Cependant, en Hariale, bien loin de Pontmorin, le piqueur Monjoye, abandonné de tous, hurlait toujours, et ne cessait d'appuyer ses chiens.
«—A la voie, mes beaux, criait-il, à la voie, aoh, aoh, aoh... Ah, vous êtes toujours là, monsieur Thierry? Vous ne quittez jamais, au moins, vous... Eh quoi, leur feu, cela ne nous regarde point! D'ailleurs, monsieur le baron n'a pas donné l'ordre d'arrêter. Et puis une chasse, une fois commencée, c'est comme la messe, il la faut mener jusqu'au bout.

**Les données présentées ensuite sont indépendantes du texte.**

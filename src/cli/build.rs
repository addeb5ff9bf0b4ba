//! `kitchen build`: one preview build, printed to stdout.

use std::path::Path;
use std::sync::Arc;

use anyhow::{Result, anyhow, bail};

use super::SessionArgs;
use super::files::SourceFiles;
use crate::actor::{Playground, Snapshot};
use crate::config::KitchenConfig;
use crate::mount::Document;
use crate::provider::CommandProvider;

/// Build once and print the rendered output.
///
/// Exits non-zero (via the returned error) when the build fails.
pub async fn run_build(config: &KitchenConfig, args: &SessionArgs, cwd: &Path) -> Result<()> {
    let sources = SourceFiles::new(&args.files, cwd);
    let files = sources.read()?;
    crate::debug!("preview"; "building {} files", files.len());

    let provider = Arc::new(CommandProvider::new(
        config.preview.command.clone(),
        &config.preview.cache_dir,
    ));
    let playground = Playground::spawn(
        config.session_options(files),
        Arc::clone(&provider),
        Document::new(),
    );
    let session_id = playground.session_id().clone();

    let snapshot = first_result(&playground).await;
    playground.shutdown().await?;
    provider.forget(&session_id);

    let snapshot = snapshot?;
    if let Some(failure) = &snapshot.error {
        bail!("{}", failure);
    }
    match snapshot.preview.renderable() {
        Some(renderable) => println!("{}", renderable.output()),
        None => crate::debug!("preview"; "build produced no output"),
    }
    Ok(())
}

async fn first_result(playground: &Playground) -> Result<Snapshot> {
    let mut rx = playground.subscribe();
    let snapshot = rx
        .wait_for(|s| s.revision >= 1 && !s.bundling)
        .await
        .map_err(|_| anyhow!("session closed before the first build finished"))?
        .clone();
    Ok(snapshot)
}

—Jusqu'au bout, Monjoye, jusqu'au bout!»
Ils prirent leur cerf à deux lieues de là, dans un carrefour obscur, et le farouche Monjoye sonna triomphalement, pour eux tout seuls, les fanfares réglementaires.
II
Le feu dura jusqu'à sept heures. Au début, ce fut magnifique: l'incendie rutilait et ronflait dans les ténèbres avec furie, on savait qu'il n'y avait plus personne au château, et toute la chasse demeurait là, assistait au spectacle comme si on l'y eût priée par invitations. On se disait d'un air compatissant: «Quelle horreur, croyez-vous!» mais on pensait: «C'est de toute beauté, et je vais raconter cela ce soir à Paris.» Une animation extraordinaire régnait; on s'agitait, on parlait haut.
Quelque poutre même étant tombée au plus fort du sinistre, une gerbe de flammes jaillit jusqu'au ciel, et ce fut à peine si l'on se retint de pousser un de ces «ah» d'extase dont on salue les pièces inattendues dans les feux d'artifice.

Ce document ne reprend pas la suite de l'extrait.